··· DATA PROVIDED

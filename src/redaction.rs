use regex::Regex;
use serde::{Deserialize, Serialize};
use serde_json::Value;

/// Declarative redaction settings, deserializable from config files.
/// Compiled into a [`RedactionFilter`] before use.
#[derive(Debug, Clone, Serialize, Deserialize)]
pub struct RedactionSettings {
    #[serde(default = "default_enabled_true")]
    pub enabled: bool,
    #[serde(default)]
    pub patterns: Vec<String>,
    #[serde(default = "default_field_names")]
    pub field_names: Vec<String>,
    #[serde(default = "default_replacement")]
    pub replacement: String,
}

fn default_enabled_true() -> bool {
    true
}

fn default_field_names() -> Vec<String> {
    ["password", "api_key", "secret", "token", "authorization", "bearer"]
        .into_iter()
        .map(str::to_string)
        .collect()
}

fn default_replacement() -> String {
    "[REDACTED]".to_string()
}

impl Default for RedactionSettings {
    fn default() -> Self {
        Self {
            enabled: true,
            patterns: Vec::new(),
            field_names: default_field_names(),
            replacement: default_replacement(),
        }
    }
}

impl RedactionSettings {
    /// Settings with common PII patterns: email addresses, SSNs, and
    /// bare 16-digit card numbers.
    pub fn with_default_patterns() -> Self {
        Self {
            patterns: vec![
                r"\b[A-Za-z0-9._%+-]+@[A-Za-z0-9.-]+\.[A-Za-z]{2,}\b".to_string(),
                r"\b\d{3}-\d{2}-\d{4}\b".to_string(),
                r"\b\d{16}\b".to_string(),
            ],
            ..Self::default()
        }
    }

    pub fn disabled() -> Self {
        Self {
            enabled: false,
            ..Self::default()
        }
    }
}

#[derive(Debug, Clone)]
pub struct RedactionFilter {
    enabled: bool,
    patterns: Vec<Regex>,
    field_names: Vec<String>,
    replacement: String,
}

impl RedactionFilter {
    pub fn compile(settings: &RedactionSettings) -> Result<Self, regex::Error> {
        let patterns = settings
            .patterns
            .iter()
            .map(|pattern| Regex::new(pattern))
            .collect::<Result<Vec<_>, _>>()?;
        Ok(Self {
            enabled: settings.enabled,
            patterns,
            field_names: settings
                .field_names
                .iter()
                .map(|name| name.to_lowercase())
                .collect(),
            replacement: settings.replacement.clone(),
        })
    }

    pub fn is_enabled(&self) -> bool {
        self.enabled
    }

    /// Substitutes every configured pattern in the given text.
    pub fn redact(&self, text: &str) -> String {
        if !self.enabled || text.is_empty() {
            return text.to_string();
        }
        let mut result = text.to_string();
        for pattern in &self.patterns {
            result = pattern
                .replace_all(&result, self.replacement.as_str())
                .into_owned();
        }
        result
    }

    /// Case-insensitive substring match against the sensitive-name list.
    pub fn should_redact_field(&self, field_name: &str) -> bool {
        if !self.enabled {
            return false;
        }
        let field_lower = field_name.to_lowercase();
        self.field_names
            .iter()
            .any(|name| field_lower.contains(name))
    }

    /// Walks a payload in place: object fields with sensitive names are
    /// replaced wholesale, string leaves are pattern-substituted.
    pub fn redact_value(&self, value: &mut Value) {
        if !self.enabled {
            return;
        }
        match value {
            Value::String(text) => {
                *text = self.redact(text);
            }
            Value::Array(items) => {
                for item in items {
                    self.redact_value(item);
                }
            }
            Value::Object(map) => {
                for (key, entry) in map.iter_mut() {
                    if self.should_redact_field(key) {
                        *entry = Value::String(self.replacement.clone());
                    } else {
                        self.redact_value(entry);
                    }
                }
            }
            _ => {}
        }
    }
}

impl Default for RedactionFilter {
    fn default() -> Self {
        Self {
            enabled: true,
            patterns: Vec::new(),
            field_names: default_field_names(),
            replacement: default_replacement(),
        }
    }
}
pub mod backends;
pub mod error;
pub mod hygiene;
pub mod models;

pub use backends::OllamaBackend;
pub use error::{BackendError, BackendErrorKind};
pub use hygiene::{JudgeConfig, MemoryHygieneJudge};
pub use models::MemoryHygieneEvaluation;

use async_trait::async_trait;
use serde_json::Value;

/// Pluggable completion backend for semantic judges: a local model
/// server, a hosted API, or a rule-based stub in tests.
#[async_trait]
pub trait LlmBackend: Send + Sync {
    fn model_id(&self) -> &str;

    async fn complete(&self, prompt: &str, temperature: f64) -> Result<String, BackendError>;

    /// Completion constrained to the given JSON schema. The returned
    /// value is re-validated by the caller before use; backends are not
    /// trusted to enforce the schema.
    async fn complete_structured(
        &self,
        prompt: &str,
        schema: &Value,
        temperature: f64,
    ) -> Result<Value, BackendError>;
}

······

## YOUR GOAL
Write each line of the data above out again without altering a word.

## EXERCISE RESULT
filename src/redaction.rs
use regex::Regex;
use serde::{Deserialize, Serialize};
use serde_json::Value;

/// Declarative redaction settings, deserializable from config files.
/// Compiled into a [`RedactionFilter`] before use.
#[derive(Debug, Clone, Serialize, Deserialize)]
pub struct RedactionSettings {
    #[serde(default = "default_enabled_true")]
    pub enabled: bool,
    #[serde(default)]
    pub patterns: Vec<String>,
    #[serde(default = "default_field_names")]
    pub field_names: Vec<String>,
    #[serde(default = "default_replacement")]
    pub replacement: String,
}

fn default_enabled_true() -> bool {
    true
}

fn default_field_names() -> Vec<String> {
    ["password", "api_key", "secret", "token", "authorization", "bearer"]
        .into_iter()
        .map(str::to_string)
        .collect()
}

fn default_replacement() -> String {
    "[REDACTED]".to_string()
}

impl Default for RedactionSettings {
    fn default() -> Self {
        Self {
            enabled: true,
            patterns: Vec::new(),
            field_names: default_field_names(),
            replacement: default_replacement(),
        }
    }
}

impl RedactionSettings {
    /// Settings with common PII patterns: email addresses, SSNs, and
    /// bare 16-digit card numbers.
    pub fn with_default_patterns() -> Self {
        Self {
            patterns: vec![
                r"\b[A-Za-z0-9._%+-]+@[A-Za-z0-9.-]+\.[A-Za-z]{2,}\b".to_string(),
                r"\b\d{3}-\d{2}-\d{4}\b".to_string(),
                r"\b\d{16}\b".to_string(),
            ],
            ..Self::default()
        }
    }

    pub fn disabled() -> Self {
        Self {
            enabled: false,
            ..Self::default()
        }
    }
}

#[derive(Debug, Clone)]
pub struct RedactionFilter {
    enabled: bool,
    patterns: Vec<Regex>,
    field_names: Vec<String>,
    replacement: String,
}

impl RedactionFilter {
    pub fn compile(settings: &RedactionSettings) -> Result<Self, regex::Error> {
        let patterns = settings
            .patterns
            .iter()
            .map(|pattern| Regex::new(pattern))
            .collect::<Result<Vec<_>, _>>()?;
        Ok(Self {
            enabled: settings.enabled,
            patterns,
            field_names: settings
                .field_names
                .iter()
                .map(|name| name.to_lowercase())
                .collect(),
            replacement: settings.replacement.clone(),
        })
    }

    pub fn is_enabled(&self) -> bool {
        self.enabled
    }

    /// Substitutes every configured pattern in the given text.
    pub fn redact(&self, text: &str) -> String {
        if !self.enabled || text.is_empty() {
            return text.to_string();
        }
        let mut result = text.to_string();
        for pattern in &self.patterns {
            result = pattern
                .replace_all(&result, self.replacement.as_str())
                .into_owned();
        }
        result
    }

    /// Case-insensitive substring match against the sensitive-name list.
    pub fn should_redact_field(&self, field_name: &str) -> bool {
        if !self.enabled {
            return false;
        }
        let field_lower = field_name.to_lowercase();
        self.field_names
            .iter()
            .any(|name| field_lower.contains(name))
    }

    /// Walks a payload in place: object fields with sensitive names are
    /// replaced wholesale, string leaves are pattern-substituted.
    pub fn redact_value(&self, value: &mut Value) {
        if !self.enabled {
            return;
        }
        match value {
            Value::String(text) => {
                *text = self.redact(text);
            }
            Value::Array(items) => {
                for item in items {
                    self.redact_value(item);
                }
            }
            Value::Object(map) => {
                for (key, entry) in map.iter_mut() {
                    if self.should_redact_field(key) {
                        *entry = Value::String(self.replacement.clone());
                    } else {
                        self.redact_value(entry);
                    }
                }
            }
            _ => {}
        }
    }
}

impl Default for RedactionFilter {
    fn default() -> Self {
        Self {
            enabled: true,
            patterns: Vec::new(),
            field_names: default_field_names(),
            replacement: default_replacement(),
        }
    }
}
pub mod backends;
pub mod error;
pub mod hygiene;
pub mod models;

pub use backends::OllamaBackend;
pub use error::{BackendError, BackendErrorKind};
pub use hygiene::{JudgeConfig, MemoryHygieneJudge};
pub use models::MemoryHygieneEvaluation;

use async_trait::async_trait;
use serde_json::Value;

/// Pluggable completion backend for semantic judges: a local model
/// server, a hosted API, or a rule-based stub in tests.
#[async_trait]
pub trait LlmBackend: Send + Sync {
    fn model_id(&self) -> &str;

    async fn complete(&self, prompt: &str, temperature: f64) -> Result<String, BackendError>;

    /// Completion constrained to the given JSON schema. The returned
    /// value is re-validated by the caller before use; backends are not
    /// trusted to enforce the schema.
    async fn complete_structured(
        &self,
        prompt: &str,
        schema: &Value,
        temperature: f64,
    ) -> Result<Value, BackendError>;
}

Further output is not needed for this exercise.